ODR - Orthogonal Distance Regression in SciPy
In science and engineering, it is essential to fit a model to experimental data. Ordinary Least Squares (OLS) Regression is a popular method to fit models, but it does not cater to data with uncertainties. Orthogonal Distance Regression (ODR) is a regression analysis technique that can handle uncertainties (heteroscedasticity) in both dependent and independent variables. The scipy.odr module in Python's SciPy library provides an implementation of ODR.
Syntax
The basic syntax to perform ODR analysis using the scipy.odr module in Python is as follows:
from scipy.odr import ODR, Model, Data
# Define the model function
def model(parameters, x):
# Define the model
a, b, c = parameters
return a + b*x + c*x**2
# Create a model object
model = Model(model)
# Create a Data object
data = Data(x, y, wd=1/x_err, we=1/y_err)
# Create an ODR object
odr = ODR(data, model, beta0=[1,1,1])
# Run the regression
output = odr.run()
Here, x, y, x_err, and y_err are the arrays of independent variable values, corresponding dependent variable values, and uncertainties in x and y respectively. The model function defines the model equation, and Parameters contain the initial estimates of the model parameters.
Example
Consider a simple example where we have data for the length of the pendulum and the corresponding time period. We can perform ODR analysis on the data to fit a model equation that can predict the time period for any given length of the pendulum.
import numpy as np
from scipy.odr import ODR, Model, Data
# Define the dataset
x = np.array([0.69, 0.86, 1.02, 1.52, 1.87, 2.13, 2.44])

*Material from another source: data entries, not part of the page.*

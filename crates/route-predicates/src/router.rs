//! Route selection over compiled route definitions.
//!
//! Routes are tried in `order`, then file order. A route matches when all of
//! its predicates match, and the first matching route wins.

use crate::config::{GatewayConfig, RouteDefinition};
use crate::error::ConfigError;
use crate::pattern::UriVariables;
use crate::predicate::{
    put_uri_template_variables, uri_template_variables, AndPredicate, AttributeStore, Exchange,
    RequestAttributes, RoutePredicate,
};
use hyper::Request;
use serde::Serialize;

/// Router matches incoming requests to routes
#[derive(Debug)]
pub struct Router {
    routes: Vec<CompiledRoute>,
}

#[derive(Debug)]
struct CompiledRoute {
    id: String,
    uri: String,
    order: i32,
    predicate: AndPredicate,
}

/// The route selected for a request.
#[derive(Debug, Clone, PartialEq, Eq, Serialize)]
pub struct RouteMatch<'a> {
    pub id: &'a str,
    pub uri: &'a str,
    pub variables: UriVariables,
}

impl Router {
    /// Compile every route, then order them by `order` (stable).
    pub fn new(definitions: Vec<RouteDefinition>) -> Result<Self, ConfigError> {
        let mut routes = definitions
            .into_iter()
            .map(compile_route)
            .collect::<Result<Vec<_>, _>>()?;
        routes.sort_by_key(|route| route.order);

        tracing::info!(routes = routes.len(), "router compiled");
        Ok(Router { routes })
    }

    pub fn from_config(config: &GatewayConfig) -> Result<Self, ConfigError> {
        Self::new(config.routes.clone())
    }

    pub fn len(&self) -> usize {
        self.routes.len()
    }

    pub fn is_empty(&self) -> bool {
        self.routes.is_empty()
    }

    /// Route ids in evaluation order.
    pub fn route_ids(&self) -> impl Iterator<Item = &str> {
        self.routes.iter().map(|route| route.id.as_str())
    }

    /// First-match-wins over the routes. Only the winning route's variables
    /// reach `attributes`.
    pub fn match_request<B>(
        &self,
        req: &Request<B>,
        attributes: &mut dyn AttributeStore,
    ) -> Option<RouteMatch<'_>> {
        for route in &self.routes {
            let mut scratch = RequestAttributes::new();
            if !route.predicate.test(&mut Exchange::new(req, &mut scratch)) {
                continue;
            }

            let variables = uri_template_variables(&scratch)
                .cloned()
                .unwrap_or_default();
            tracing::debug!(route = %route.id, uri = %route.uri, "route matched");
            put_uri_template_variables(attributes, variables.clone());
            return Some(RouteMatch {
                id: &route.id,
                uri: &route.uri,
                variables,
            });
        }

        tracing::trace!(routes = self.routes.len(), "no route matched");
        None
    }
}

fn compile_route(definition: RouteDefinition) -> Result<CompiledRoute, ConfigError> {
    let predicates = definition
        .predicates
        .iter()
        .map(|predicate| predicate.build())
        .collect::<Result<Vec<Box<dyn RoutePredicate>>, _>>()
        .map_err(|e| match e {
            ConfigError::InvalidPattern(source) => ConfigError::Pattern {
                route: definition.id.clone(),
                source,
            },
            other => other,
        })?;

    Ok(CompiledRoute {
        id: definition.id,
        uri: definition.uri,
        order: definition.order,
        predicate: AndPredicate::new(predicates),
    })
}

#[cfg(test)]
mod tests {
    use super::*;
    use crate::config::PredicateDefinition;

    fn route(id: &str, order: i32, predicates: &[&str]) -> RouteDefinition {
        RouteDefinition {
            id: id.to_string(),
            uri: format!("http://{id}.internal"),
            order,
            predicates: predicates
                .iter()
                .map(|p| PredicateDefinition::parse(p).unwrap())
                .collect(),
        }
    }

    fn request(host: &str, path: &str) -> Request<()> {
        Request::builder()
            .uri(path)
            .header("Host", host)
            .body(())
            .unwrap()
    }

    #[test]
    fn test_first_match_wins() {
        let router = Router::new(vec![
            route("tenant", 0, &["Host={tenant}.example.com"]),
            route("catch-all", 0, &["Host=**"]),
        ])
        .unwrap();

        let mut attributes = RequestAttributes::new();
        let matched = router
            .match_request(&request("acme.example.com", "/"), &mut attributes)
            .unwrap();
        assert_eq!(matched.id, "tenant");
        assert_eq!(matched.uri, "http://tenant.internal");
        assert_eq!(matched.variables["tenant"], "acme");
        assert_eq!(uri_template_variables(&attributes).unwrap()["tenant"], "acme");

        let matched = router
            .match_request(&request("example.org", "/"), &mut RequestAttributes::new())
            .unwrap();
        assert_eq!(matched.id, "catch-all");
    }

    #[test]
    fn test_order_sorts_routes() {
        let router = Router::new(vec![
            route("late", 5, &["Host=**"]),
            route("early", -1, &["Host=**.example.com"]),
            route("also-late", 5, &["Host=**"]),
        ])
        .unwrap();

        assert_eq!(
            router.route_ids().collect::<Vec<_>>(),
            vec!["early", "late", "also-late"]
        );
    }

    #[test]
    fn test_failed_route_variables_discarded() {
        let router = Router::new(vec![
            route("api", 0, &["Host={tenant}.example.com", "Path=/api/**"]),
            route("web", 0, &["Host=**.example.com"]),
        ])
        .unwrap();

        let mut attributes = RequestAttributes::new();
        let matched = router
            .match_request(&request("acme.example.com", "/index.html"), &mut attributes)
            .unwrap();
        assert_eq!(matched.id, "web");
        assert!(matched.variables.is_empty());
        assert!(uri_template_variables(&attributes).unwrap().is_empty());
    }

    #[test]
    fn test_no_route_matches() {
        let router = Router::new(vec![route("api", 0, &["Host=api.example.com"])]).unwrap();
        let mut attributes = RequestAttributes::new();

        assert!(router
            .match_request(&request("www.example.com", "/"), &mut attributes)
            .is_none());
        assert!(attributes.is_empty());
    }

    #[test]
    fn test_route_without_predicates_matches_all() {
        let router = Router::new(vec![route("default", 0, &[])]).unwrap();
        assert_eq!(router.len(), 1);
        assert!(router
            .match_request(&request("anything", "/"), &mut RequestAttributes::new())
            .is_some());
    }

    #[test]
    fn test_invalid_pattern_names_route() {
        let err = Router::new(vec![route("broken", 0, &["Host={id:(}.example.com"])]).unwrap_err();
        assert!(matches!(&err, ConfigError::Pattern { route, .. } if route == "broken"));
        assert!(err.to_string().starts_with("route 'broken'"));
    }
}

y = np.array([1.25, 1.37, 1.44, 1.82, 2.03, 2.18, 2.46])
x_err = np.array([0.005]*len(x))
y_err = np.array([0.01, 0.01, 0.01, 0.02, 0.02, 0.02, 0.02])
# Define the model function
def model(parameters, x):
# Define the model
g, L = parameters
return 2*np.pi*np.sqrt(L/g)
# Create a model object
model = Model(model)
# Create a Data object
data = Data(x, y, wd=1/x_err, we=1/y_err)
# Create an ODR object
odr = ODR(data, model, beta0=[9.8, 0.5])
# Run the regression
output = odr.run()
# Print the results
print("Estimated parameters: ", output.beta)
In this example, we define a model function that returns the time period for a given length of the pendulum, which is given by the equation T = 2*pi*sqrt(L/g). We then create a model object, a data object, and an ODR object, and finally run the regression using the run method.
Output
When the above program is executed, it displays the estimated parameters for the regression model as follows:
Estimated parameters: [9.3759889 0.42458121]
Explanation
In the above example, we use the scipy.odr module to perform ODR on the given dataset of pendulum lengths and time periods. The Model class is used to define the model function that represents the model equation. The Data class is used to define the data points along with the uncertainties in the dependent and independent variables. Finally, the ODR class is used to define an ODR object and run the regression using the run method.
Use
ODR is useful when working with datasets with uncertainties in both dependent and independent variables. It is widely used in science and engineering to fit models to experimental data. The scipy.odr module provides a simple and efficient implementation of the ODR method that can be used in Python applications.
Important Points
- ODR is a regression analysis technique that can handle uncertainties in both dependent and independent variables.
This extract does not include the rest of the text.